The ITER Design Activity
The ITER Final Design Report (July 1998) provided the first ever comprehensive design of a full-scale fusion reactor experiment based on well established physics and technology. However, though the cost of the device of 6.7 billion Euro had been maintained at a comparable level throughout the 10 year design phase, due to changes in the economic climate the ITER parties were unable to proceed to the construction of the device. In 1998 the USA withdrew from the project, but completed their technology contributions till mid-1999. The remaining ITER parties decided to examine reduced-cost options for ITER by reducing the technical goals and technical margins while maintaining the overall programmatic objective.
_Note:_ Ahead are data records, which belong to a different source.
//! Sample style documents for testing and demonstration.
//!
//! Each template exercises a different part of the cascade: directives,
//! inline rows, absolute placement, borders and fonts.

use serde_json::{json, Value};

/// Invoice with a header block and directive-styled table rows.
///
/// Every row is a zero-height `block` container followed by inline cells; the
/// next container closes the previous row.
pub fn invoice_template() -> &'static str {
    r##"[
    {"name": "title", "text": "Invoice #2024-001",
     "style": {"display": "block", "height": "26pt", "font-size": "18pt",
               "font-weight": "bold", "color": "#1a365d"}},
    {"name": "from", "text": "Acme Corp, 123 Business St, New York",
     "style": {"display": "block", "height": "14pt"}},
    {"name": "to", "text": "Client Inc, 456 Client Ave, Los Angeles",
     "style": {"display": "block", "height": "22pt"}},

    {"name": "head", "style": {"display": "block", "height": "0pt"}, "children": [
        {"name": "*", "style": {"display": "inline", "width": "25%", "height": "18pt",
                                "background-color": "#e2e8f0", "font-weight": "bold",
                                "border": "1pt solid #a0aec0"}},
        {"name": "th", "text": "Item"},
        {"name": "th", "text": "Qty", "style": {"text-align": "right"}},
        {"name": "th", "text": "Price", "style": {"text-align": "right"}},
        {"name": "th", "text": "Total", "style": {"text-align": "right"}}
    ]},
    {"name": "row", "style": {"display": "block", "height": "0pt"}, "children": [
        {"name": "*", "style": {"display": "inline", "width": "25%", "height": "16pt",
                                "border-bottom": "1pt solid #cbd5e0"}},
        {"name": "td", "text": "Web Development"},
        {"name": "td", "text": "40", "style": {"text-align": "right"}},
        {"name": "td", "text": "$150.00", "style": {"text-align": "right"}},
        {"name": "td", "text": "$6,000.00", "style": {"text-align": "right"}}
    ]},
    {"name": "row", "style": {"display": "block", "height": "0pt"}, "children": [
        {"name": "*", "style": {"display": "inline", "width": "25%", "height": "16pt",
                                "border-bottom": "1pt solid #cbd5e0"}},
        {"name": "td", "text": "Design Services"},
        {"name": "td", "text": "20", "style": {"text-align": "right"}},
        {"name": "td", "text": "$120.00", "style": {"text-align": "right"}},
        {"name": "td", "text": "$2,400.00", "style": {"text-align": "right"}}
    ]},
    {"name": "total", "text": "Total due: $8,400.00",
     "style": {"display": "block", "height": "24pt", "text-align": "right",
               "font-weight": "700"}}
]"##
}

/// Report with nested sections and explicit inheritance keywords.
pub fn report_template() -> &'static str {
    r##"{
    "name": "report",
    "style": {"display": "block", "text-align": "center", "font-style": "italic",
              "font-family": "times", "height": "20pt", "font-size": "14pt"},
    "text": "Quarterly Report",
    "children": [
        {"name": "summary", "text": "Revenue grew in every region.",
         "style": {"display": "block", "text-align": "inherit", "font-style": "inherit",
                   "font-family": "times", "height": "14pt"}},
        {"name": "detail", "text": "Figures are unaudited.",
         "style": {"display": "block", "text-align": "initial", "font-style": "initial",
                   "height": "14pt", "color": "#4a5568"}},
        {"name": "code", "text": "ref: Q3-2024",
         "style": {"display": "block", "font-family": "courier", "height": "14pt"}}
    ]
}"##
}

/// Enough block rows to spill onto several pages.
pub fn multi_page_template() -> String {
    let rows: Vec<Value> = (1..=80)
        .map(|i| {
            json!({
                "name": "line",
                "text": format!("Line item {i}"),
                "style": {"display": "block", "height": "18pt", "border-bottom": "1pt solid #e2e8f0"}
            })
        })
        .collect();
    Value::Array(rows).to_string()
}

/// Colours, per-side borders and an absolutely positioned stamp.
pub fn styled_template() -> &'static str {
    r##"[
    {"name": "banner", "text": "Styled document",
     "style": {"display": "block", "height": "30pt", "background-color": "#2b6cb0",
               "color": "#ffffff", "font-size": "20pt", "text-align": "center"}},
    {"name": "box", "text": "Left and right borders only",
     "style": {"display": "block", "height": "20pt", "width": "60%",
               "border-left": "2pt solid #e53e3e", "border-right": "2pt solid #e53e3e"}},
    {"name": "box", "text": "All borders but the top",
     "style": {"display": "block", "height": "20pt", "width": "60%",
               "border": "1pt solid #2f855a", "border-top-width": "0"}},
    {"name": "stamp", "text": "PAID",
     "style": {"position": "absolute", "left": "380pt", "top": "120pt", "width": "80pt",
               "height": "24pt", "border": "1pt solid #c53030", "color": "#c53030",
               "font-weight": "bold", "text-align": "center"}}
]"##
}

/// Smallest useful document.
pub fn minimal_template() -> &'static str {
    r#"{"name": "p", "text": "Hello, world!"}"#
}

/// One node per supported keyword family, including edge-case values.
pub fn all_properties_template() -> &'static str {
    r##"[
    {"name": "*", "style": {"color": "#333333"}},
    {"name": "align", "text": "justify", "style": {"display": "block", "text-align": "justify"}},
    {"name": "border-color", "text": "border-color",
     "style": {"display": "block", "border": "1pt", "border-color": "#718096"}},
    {"name": "sides", "text": "per-side",
     "style": {"display": "block", "border-top": "1pt solid #000000", "border-bottom": "none"}},
    {"name": "fill", "text": "fill", "style": {"display": "block", "background-color": "#fefcbf"}},
    {"name": "font", "text": "font",
     "style": {"display": "block", "font-family": "helvetica", "font-size": 11,
               "font-weight": 900, "font-style": "oblique"}},
    {"name": "sizes", "text": "sizes",
     "style": {"display": "block", "width": "50%", "line-height": "12pt"}},
    {"name": "short-colour", "text": "short colour ignored",
     "style": {"display": "block", "color": "#f00"}},
    {"name": "row", "style": {"display": "block", "height": "0pt"}, "children": [
        {"name": "a", "text": "a", "style": {"display": "inline", "width": "30%"}},
        {"name": "b", "text": "b", "style": {"display": "inline", "width": "30%"}}
    ]},
    {"name": "end", "style": {"display": "block", "left": "10%", "top": "4pt"}, "text": "offset"}
]"##
}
Under the same technical assumptions, a device which would achieve an energy gain of at least 10 at a direct capital cost of approximately 50 % of the 1998 ITER design would achieve this. Such a device would make cost-effective use of existing design solutions. The remaining ITER Parties therefore decided to extend the design phase for three years, to design the reduced cost device, as well as to negotiate a construction and siting agreement. Work on ITER since mid-1998 has focussed on the key issues involved in the revised technical objectives, and on understanding the choices and trade-offs that need to be made between performance and cost reductions. This process of convergence of the design to a single option is nearly finished. The Engineering Design Activities will be completed by mid-2001. About ten years after granting of a construction licence ITER could produce the first plasma.